第19章(第4/10页)

猜对了。

笑忘水,学名塞拉西宾,一种药用镇静剂,有致幻效果。

它之前是管制药品,这一两年开始逐渐易得,凭处方便可以在药房买到,一些纨绔子弟的派对上,以它压轴,通宵狂欢。

路沛掩藏嫌恶,保持不动声色。

他注意到,林秋格的目光很强烈,一直凝视着药剂管。

文天南把玩着试管,鸢色液体像浆水一样浓稠,沉淀物缓慢流动:“医药公司靠它牟取暴利,周祖想方设法窃取原液,以便研究后批量生产,在本地售卖。”

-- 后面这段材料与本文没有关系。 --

use std::path::{Path, PathBuf};
use std::sync::Arc;
use std::time::Duration;

use anyhow::Result;
use clap::{Parser, Subcommand};
use moodmate_channels::terminal::TerminalSurface;
use moodmate_channels::web::WebChannel;
use moodmate_channels::Presenter;
use moodmate_config::{find_config_path, load_config, resolve_path, save_config, Config};
use moodmate_core::{
    Conversation, ConversationHandle, FileStore, HistoryStore, RandomJokes, Reply, SpeechInput,
    SpeechOutput,
};
use rustyline::error::ReadlineError;
use rustyline::DefaultEditor;
use tokio::sync::mpsc::UnboundedReceiver;

const STORAGE_FILE: &str = "storage.json";

/// Save terminal attributes for later restoration.
#[cfg(unix)]
fn save_terminal_state() -> Option<nix::sys::termios::Termios> {
    nix::sys::termios::tcgetattr(std::io::stdin()).ok()
}

/// Restore previously saved terminal attributes.
#[cfg(unix)]
fn restore_terminal_state(saved: &nix::sys::termios::Termios) {
    let _ = nix::sys::termios::tcsetattr(
        std::io::stdin(),
        nix::sys::termios::SetArg::TCSADRAIN,
        saved,
    );
}

/// Flush any pending input from the terminal.
#[cfg(unix)]
fn flush_pending_input() {
    let _ = nix::sys::termios::tcflush(std::io::stdin(), nix::sys::termios::FlushArg::TCIFLUSH);
}

#[derive(Parser)]
#[command(name = "moodmate", about = "Mood check-in chat bot", version)]
struct Cli {
    /// Path to config file
    #[arg(short, long)]
    config: Option<PathBuf>,

    #[command(subcommand)]
    command: Commands,
}

#[derive(Subcommand)]
enum Commands {
    /// Chat in the terminal
    Chat {
        /// Don't speak bot replies
        #[arg(long)]
        no_speech: bool,

        /// Disable the /mic command
        #[arg(long)]
        no_voice: bool,

        /// Override the reply delay in milliseconds
        #[arg(long)]
        delay_ms: Option<u64>,
    },
    /// Serve the chat page over HTTP
    Serve,
    /// Write a default configuration
    Onboard {
        /// Skip interactive prompts and write defaults
        #[arg(long)]
        non_interactive: bool,
    },
    /// Show configuration and device capabilities
    Status,
}

#[derive(Debug, PartialEq, Eq)]
enum ChatCommand<'a> {
    Help,
    Mic,
    New,
    Quit,
    Say(&'a str),
}

fn parse_chat_command(input: &str) -> ChatCommand<'_> {
    match input {
        "/help" => ChatCommand::Help,
        "/mic" => ChatCommand::Mic,
        "/new" => ChatCommand::New,
        "/quit" | "/exit" | ":q" => ChatCommand::Quit,
        other => ChatCommand::Say(other),
    }
}

fn storage_path(config: &Config) -> PathBuf {
    resolve_path(&config.storage.data_dir).join(STORAGE_FILE)
}

#[tokio::main]
async fn main() -> Result<()> {
    let cli = Cli::parse();

    // Chat output shares the terminal with stderr, keep it quiet by default
    let default_level = match cli.command {
        Commands::Chat { .. } => "warn",
        _ => "info",
    };
    let base_filter = std::env::var("RUST_LOG").unwrap_or_else(|_| default_level.to_string());
    let filter = format!("{base_filter},rustyline=warn");
    tracing_subscriber::fmt()
        .with_env_filter(tracing_subscriber::EnvFilter::new(filter))
        .with_writer(std::io::stderr)
        .init();

    if let Commands::Onboard { non_interactive } = cli.command {
        return run_onboard(cli.config, non_interactive);
    }

    let config_path = cli.config.unwrap_or_else(find_config_path);
    if let Commands::Status = cli.command {
        return run_status(&config_path);
    }

    let config = load_config(&config_path)?;

    match cli.command {
        Commands::Chat {
            no_speech,
            no_voice,
            delay_ms,
        } => run_chat(&config, no_speech, no_voice, delay_ms).await,
        Commands::Serve => run_serve(&config).await,
        _ => unreachable!(),
    }
}

/// Wait for the worker's next reply and show it.
async fn present_next(
    replies: &mut UnboundedReceiver<Reply>,
    presenter: &mut Presenter<TerminalSurface>,
) -> Result<()> {
    let reply = replies
        .recv()
        .await
        .ok_or_else(|| anyhow::anyhow!("conversation worker has stopped"))?;
    presenter.present(&reply.outputs)
}

async fn run_chat(
    config: &Config,
    no_speech: bool,
    no_voice: bool,
    delay_ms: Option<u64>,
) -> Result<()> {
    // Save terminal state for restoration on exit
    #[cfg(unix)]
    let saved_term = save_terminal_state();

    let data_dir = resolve_path(&config.storage.data_dir);
    let history_dir = data_dir.join("history");
    std::fs::create_dir_all(&history_dir)?;
    let history_path = history_dir.join("cli_history");

    let store = FileStore::open(&storage_path(config));
    let conversation = Conversation::new(HistoryStore::new(store), Box::new(RandomJokes::new()));
    let delay = Duration::from_millis(delay_ms.unwrap_or(config.dialogue.reply_delay_ms));
    let (handle, mut replies) = ConversationHandle::spawn(conversation, delay);

    let speech: Option<Arc<dyn SpeechOutput>> = if no_speech {
        None
    } else {
        moodmate_voice::create_speech_output(&config.speech)
            .map(|s| Arc::new(s) as Arc<dyn SpeechOutput>)
    };
    let mic = if no_voice {
        None
    } else {
        moodmate_voice::create_speech_input(&config.voice_input)
    };

    let mut presenter = Presenter::new(TerminalSurface::new(), speech);

    let mut rl = DefaultEditor::new()?;
    let _ = rl.load_history(&history_path);

    println!("moodmate (type /help for commands, Ctrl-D to quit)");
    println!();
    present_next(&mut replies, &mut presenter).await?;

    let result = loop {
        // Flush any pending input before reading
        #[cfg(unix)]
        flush_pending_input();

        let readline = rl.readline("you> ");
        match readline {
            Ok(line) => {
                let input = line.trim();
                if input.is_empty() {
                    continue;
                }

                let _ = rl.add_history_entry(input);

                let sent = match parse_chat_command(input) {
                    ChatCommand::Quit => break Ok(()),
                    ChatCommand::Help => {
                        println!("Commands:");
                        println!("  /new   - Start over (clears saved mood history)");
                        println!("  /mic   - Answer by voice");
                        println!("  /help  - Show this help");
                        println!("  /quit  - Exit");
                        println!();
                        continue;
                    }
                    ChatCommand::New => handle.restart(),
                    ChatCommand::Mic => {
                        let Some(ref mic) = mic else {
                            println!("Voice not supported");
                            continue;
                        };
                        println!("Listening for {}s...", mic.record_secs());
                        match mic.listen().await {
                            Ok(Some(text)) => {
                                if let Err(e) = presenter.user(&text) {
                                    break Err(e);
                                }
                                handle.submit(text)
                            }
                            Ok(None) => {
                                tracing::debug!("Nothing heard");
                                continue;
                            }
                            Err(e) => {
                                tracing::debug!("Voice input failed: {e}");
                                continue;
                            }
                        }
                    }
                    ChatCommand::Say(text) => handle.submit(text),
                };

                if let Err(e) = sent {
                    break Err(e);
                }
                if let Err(e) = present_next(&mut replies, &mut presenter).await {
                    break Err(e);
                }
            }
            Err(ReadlineError::Interrupted) => {
                println!("^C");
                continue;
            }
            Err(ReadlineError::Eof) => {
                println!("Goodbye!");
                break Ok(());
            }
            Err(err) => {
                eprintln!("Error: {err}");
                break Ok(());
            }
        }
    };

    let _ = rl.save_history(&history_path);

    // Restore terminal state on exit
    #[cfg(unix)]
    if let Some(ref saved) = saved_term {
        restore_terminal_state(saved);
    }

    result
}

async fn run_serve(config: &Config) -> Result<()> {
    let channel = WebChannel::new(config.gateway.clone(), &config.dialogue);
    let addr = channel.start().await?;
    println!("Serving the chat page on http://{addr} (Ctrl-C to stop)");

    tokio::signal::ctrl_c().await?;
    tracing::info!("Shutting down {} channel", channel.name());
    channel.stop().await
}

fn prompt_with_default(prompt: &str, default: &str) -> Result<String> {
    use std::io::{self, Write};
    print!("{prompt} [{default}]: ");
    io::stdout().flush()?;
    let mut input = String::new();
    io::stdin().read_line(&mut input)?;
    let trimmed = input.trim();
    if trimmed.is_empty() {
        Ok(default.to_string())
    } else {
        Ok(trimmed.to_string())
    }
}

fn prompt_yes_no(prompt: &str, default_yes: bool) -> Result<bool> {
    use std::io::{self, Write};
    let default = if default_yes { "Y/n" } else { "y/N" };
    print!("{prompt} ({default}): ");
    io::stdout().flush()?;
    let mut input = String::new();
    io::stdin().read_line(&mut input)?;
    let answer = input.trim();
    if answer.is_empty() {
        return Ok(default_yes);
    }
    let lower = answer.to_lowercase();
    Ok(matches!(lower.as_str(), "y" | "yes"))
}

/// Write a config file and create the data directory.
fn run_onboard(config_arg: Option<PathBuf>, non_interactive: bool) -> Result<()> {
    let home = dirs::home_dir().unwrap_or_else(|| PathBuf::from("."));
    let config_path = config_arg.unwrap_or_else(|| home.join(".moodmate").join("config.json"));

    if config_path.exists() {
        println!("Config already exists: {}", config_path.display());
        println!("To reset, delete it and run `moodmate onboard` again.");
    } else {
        let mut cfg = Config::default();
        if !non_interactive {
            println!("Interactive setup");
            cfg.storage.data_dir = prompt_with_default("Data directory", &cfg.storage.data_dir)?;

            let delay = prompt_with_default(
                "Reply delay in milliseconds",
                &cfg.dialogue.reply_delay_ms.to_string(),
            )?;
            cfg.dialogue.reply_delay_ms = delay.parse().unwrap_or(cfg.dialogue.reply_delay_ms);

            cfg.speech.enabled = prompt_yes_no("Speak bot replies?", cfg.speech.enabled)?;

            cfg.voice_input.enabled =
                prompt_yes_no("Enable voice input (/mic)?", cfg.voice_input.enabled)?;
            if cfg.voice_input.enabled {
                let key = prompt_with_default("Groq API key (empty to use GROQ_API_KEY)", "")?;
                cfg.voice_input.api_key = Some(key).filter(|k| !k.is_empty());
            }

            let port = prompt_with_default("Web chat port", &cfg.gateway.port.to_string())?;
            cfg.gateway.port = port.parse().unwrap_or(cfg.gateway.port);
        }

        save_config(&config_path, &cfg)?;
        println!("Created config: {}", config_path.display());
    }

    let config = load_config(&config_path)?;
    let data_dir = resolve_path(&config.storage.data_dir);
    std::fs::create_dir_all(&data_dir)?;
    println!("Data directory: {}", data_dir.display());

    println!();
    println!("Setup complete! Next steps:");
    println!("  1. Run `moodmate chat` to check in from the terminal");
    println!("  2. Or run `moodmate serve` and open the chat page in a browser");
    println!();
    println!("Voice notes:");
    println!("  - Speech output uses `say` on macOS, `espeak-ng` or `espeak` elsewhere.");
    println!("  - Voice input needs ffmpeg and a Groq API key.");
    println!();

    Ok(())
}

/// Show configuration and what this machine can do.
fn run_status(config_path: &Path) -> Result<()> {
    println!("moodmate status");
    println!();

    if config_path.exists() {
        println!("  Config:    {} (found)", config_path.display());
    } else {
        println!(
            "  Config:    {} (not found, using defaults)",
            config_path.display()
        );
    }

    let config = load_config(config_path)?;
    let storage = storage_path(&config);
    println!(
        "  Storage:   {} ({})",
        storage.display(),
        if storage.exists() { "found" } else { "not created yet" }
    );
    println!("  Reply delay: {}ms", config.dialogue.reply_delay_ms);
    println!(
        "  Web chat:  http://{}:{}",
        config.gateway.host, config.gateway.port
    );
    println!();

    println!("  Speech output:");
    match moodmate_voice::create_speech_output(&config.speech) {
        Some(speaker) => {
            println!("    Engine: {}", speaker.engine_name());
            println!(
                "    Voice: {}",
                speaker.voice().map(|v| v.name.as_str()).unwrap_or("default")
            );
        }
        None => println!("    unavailable"),
    }
    println!();

    println!("  Voice input:");
    println!(
        "    Enabled: {}",
        if config.voice_input.enabled { "yes" } else { "no" }
    );
    println!(
        "    ffmpeg: {}",
        if moodmate_voice::audio::ffmpeg_available() {
            "available"
        } else {
            "not found"
        }
    );
    println!(
        "    Groq API key: {}",
        if moodmate_voice::resolve_api_key(&config.voice_input).is_some() {
            "configured"
        } else {
            "not configured"
        }
    );
    println!("    Clip length: {}s", config.voice_input.record_secs);

    Ok(())
}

“不过。”文天南咧嘴一笑,“这玩意,休想染指我的地盘。”

他手一挥,一声“啪嚓!”的清脆裂响,珍贵的原液随着碎片泼潵一地。

瞬间,林秋格表情崩坏,看起来也要碎了。

“我赞同。”路沛说,“它最好从世界上消失。”

路沛看向原确,示意他一起表态抵制笑忘水。

原确接收他的视线,果然一脸冷酷,终于等到机会发问:“这又是什么?”

路沛:“。”

文天南笑了:“不知道更好。”

得到他们的态度,文天南撂下最后一句话:“格蕾会给你们安排活儿。”

说罢,便起身离开。

当文天南的身影消失在门口,路沛给原确简单解释‘笑忘水’的用途,假装没看林秋格,果然,林秋格此时终于动手了!

他左顾右盼一番,从兜里掏出一根软头吸管,汲取地上的残液。

姜格蕾来到吧台边上:“小门牙,把地擦了,一滴都别留给他。”

小门牙:“来了。”

林秋格哀嚎:“不——我的样本——我的样本啊!!”

……看来不是吸了,只是做实验做疯了。路沛放下心

确定林秋格毫无收获地被带离,姜格蕾转头,对原确与路沛说:“你们两个,跟我走。”

2.

姜格蕾给他们安排了住处,十平米的上下床小房间,有一张旧的写字桌和塑料椅,收拾得还算干净。

比矿场条件好就行,挨过毒打的路沛目前很容易知足。

“你们会开车吧?”姜格蕾问。

路沛:“会。”

“三天后有工作,准备一下。”姜格蕾写下一串号码,“快递站管一顿饭,晚餐可以去那吃,其他自个安排,有事问我。”

路沛:“游入蓝去哪了?”

姜格蕾:“不知道。”

路沛:“他只归你们老大管,不怎么和你们一块行动?”

小花瓶挺敏锐。姜格蕾避而不答:“明天见。”

路沛第一次睡上下床,之前只是看到过,非常新鲜。

路沛:“我要睡上铺!”

原确:“哦。”

房间连着一个独立卫生间,两人各自洗漱,准备入睡。

路沛换上今天新买的睡裤,短短的挂在腿中段。

爬梯子时,路沛有点害怕,一只脚的膝盖磕住金属扶梯。

迈腿向上时,裤边跑上去一截,大腿肉绷出的微鼓弧度便暴露在外。

下铺的原确被迫把这一幕纳入眼底。

由于他很快就会移动上去,原确没有刻意避嫌。

他的膝盖经由金属脚踏压了一会,立刻蹭红了。如果被手掌握住,打开,应该也是一样的效果。

地上人就是娇气。

想法进展到这里,原确应该一如既往的表达嫌弃,然后结束。但他莫名有些躁郁。也许是这个房间太狭小了,导致呼吸不畅。

路沛躺倒在床铺上,呼吸畅快,惊心动魄的一天总算在这瞬间画上句号。

“原确,原确。”他说,“今天真的好累啊。”

下铺没声音。

路沛以为他睡着了,把脑袋探下去,发现他睁着眼睛,走神的样子。

路沛:“你在想什么?”

原确:“……没有。”

他好像又心情不佳了。路沛琢磨着,说:“你去关灯,明天九点钟叫我起床。”

下铺传来窸窣声音,几秒后,‘啪嗒’一声响,灯关了。

依然很听话,那么不高兴是错觉。

路沛安然睡去,一夜好梦。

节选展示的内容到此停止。